**Extracted records**
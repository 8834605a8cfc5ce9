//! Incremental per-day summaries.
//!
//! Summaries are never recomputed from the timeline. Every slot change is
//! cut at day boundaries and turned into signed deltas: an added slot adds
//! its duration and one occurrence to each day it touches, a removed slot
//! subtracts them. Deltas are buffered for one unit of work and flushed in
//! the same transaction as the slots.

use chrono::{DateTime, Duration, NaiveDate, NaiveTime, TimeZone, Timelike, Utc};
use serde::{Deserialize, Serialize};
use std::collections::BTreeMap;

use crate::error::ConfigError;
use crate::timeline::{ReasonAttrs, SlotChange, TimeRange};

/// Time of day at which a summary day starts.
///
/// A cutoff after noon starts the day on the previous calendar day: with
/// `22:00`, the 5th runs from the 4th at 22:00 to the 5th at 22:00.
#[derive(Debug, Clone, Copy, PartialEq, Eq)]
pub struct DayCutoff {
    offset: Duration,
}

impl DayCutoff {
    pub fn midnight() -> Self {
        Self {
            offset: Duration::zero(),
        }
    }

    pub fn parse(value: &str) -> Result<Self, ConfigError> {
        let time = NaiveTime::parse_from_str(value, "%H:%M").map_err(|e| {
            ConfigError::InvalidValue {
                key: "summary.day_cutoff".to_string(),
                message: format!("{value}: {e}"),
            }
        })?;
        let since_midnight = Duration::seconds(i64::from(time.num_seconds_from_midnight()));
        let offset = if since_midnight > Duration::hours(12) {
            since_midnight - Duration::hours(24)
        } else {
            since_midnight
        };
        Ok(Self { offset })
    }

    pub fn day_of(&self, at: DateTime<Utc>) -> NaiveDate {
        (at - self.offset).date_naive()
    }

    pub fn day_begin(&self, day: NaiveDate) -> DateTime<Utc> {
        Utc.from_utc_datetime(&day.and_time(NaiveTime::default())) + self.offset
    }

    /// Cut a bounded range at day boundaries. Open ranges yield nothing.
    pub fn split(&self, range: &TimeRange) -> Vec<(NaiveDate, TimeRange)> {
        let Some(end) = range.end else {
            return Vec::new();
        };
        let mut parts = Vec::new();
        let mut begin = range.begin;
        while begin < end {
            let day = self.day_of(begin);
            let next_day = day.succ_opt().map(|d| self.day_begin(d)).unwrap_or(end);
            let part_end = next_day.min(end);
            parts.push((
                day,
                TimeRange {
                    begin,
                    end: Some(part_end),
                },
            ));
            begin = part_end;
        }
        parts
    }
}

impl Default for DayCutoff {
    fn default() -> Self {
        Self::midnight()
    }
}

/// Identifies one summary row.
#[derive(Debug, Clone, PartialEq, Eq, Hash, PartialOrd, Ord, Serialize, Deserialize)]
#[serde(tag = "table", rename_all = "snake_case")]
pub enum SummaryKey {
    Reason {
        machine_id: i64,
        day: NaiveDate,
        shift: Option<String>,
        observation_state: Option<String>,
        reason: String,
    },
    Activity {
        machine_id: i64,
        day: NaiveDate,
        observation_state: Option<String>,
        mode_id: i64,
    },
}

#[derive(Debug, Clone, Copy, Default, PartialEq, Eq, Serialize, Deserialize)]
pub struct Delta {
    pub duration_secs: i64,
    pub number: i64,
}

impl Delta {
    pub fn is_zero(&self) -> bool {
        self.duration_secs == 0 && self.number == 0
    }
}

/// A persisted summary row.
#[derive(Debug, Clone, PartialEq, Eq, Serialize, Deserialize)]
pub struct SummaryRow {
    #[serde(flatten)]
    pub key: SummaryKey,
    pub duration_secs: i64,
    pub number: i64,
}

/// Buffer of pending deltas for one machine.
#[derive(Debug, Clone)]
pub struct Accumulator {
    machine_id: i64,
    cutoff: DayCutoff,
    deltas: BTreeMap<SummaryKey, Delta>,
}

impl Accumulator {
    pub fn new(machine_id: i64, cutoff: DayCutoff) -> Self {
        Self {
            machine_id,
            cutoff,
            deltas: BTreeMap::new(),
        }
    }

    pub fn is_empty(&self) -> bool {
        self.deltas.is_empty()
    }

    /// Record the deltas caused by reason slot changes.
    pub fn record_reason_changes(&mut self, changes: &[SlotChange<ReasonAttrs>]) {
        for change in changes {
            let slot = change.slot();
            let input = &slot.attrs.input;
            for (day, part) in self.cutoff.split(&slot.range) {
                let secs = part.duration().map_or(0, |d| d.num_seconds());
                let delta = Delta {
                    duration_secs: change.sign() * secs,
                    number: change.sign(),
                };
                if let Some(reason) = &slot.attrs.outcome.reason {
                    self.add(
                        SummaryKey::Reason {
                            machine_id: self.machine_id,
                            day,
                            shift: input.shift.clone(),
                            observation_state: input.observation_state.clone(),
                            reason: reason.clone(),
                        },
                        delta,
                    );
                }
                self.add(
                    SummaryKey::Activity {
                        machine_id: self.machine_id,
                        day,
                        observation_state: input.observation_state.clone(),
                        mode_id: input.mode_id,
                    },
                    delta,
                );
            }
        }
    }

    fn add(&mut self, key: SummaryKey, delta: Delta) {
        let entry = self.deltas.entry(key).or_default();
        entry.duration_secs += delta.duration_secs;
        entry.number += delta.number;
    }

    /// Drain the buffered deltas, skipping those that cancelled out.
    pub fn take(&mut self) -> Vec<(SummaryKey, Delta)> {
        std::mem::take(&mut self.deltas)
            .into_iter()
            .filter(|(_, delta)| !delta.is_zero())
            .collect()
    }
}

**The task**
Determine the number of lines in the data above that contain the word "bool", and provide only that figure.

**Solution to the exercise**
2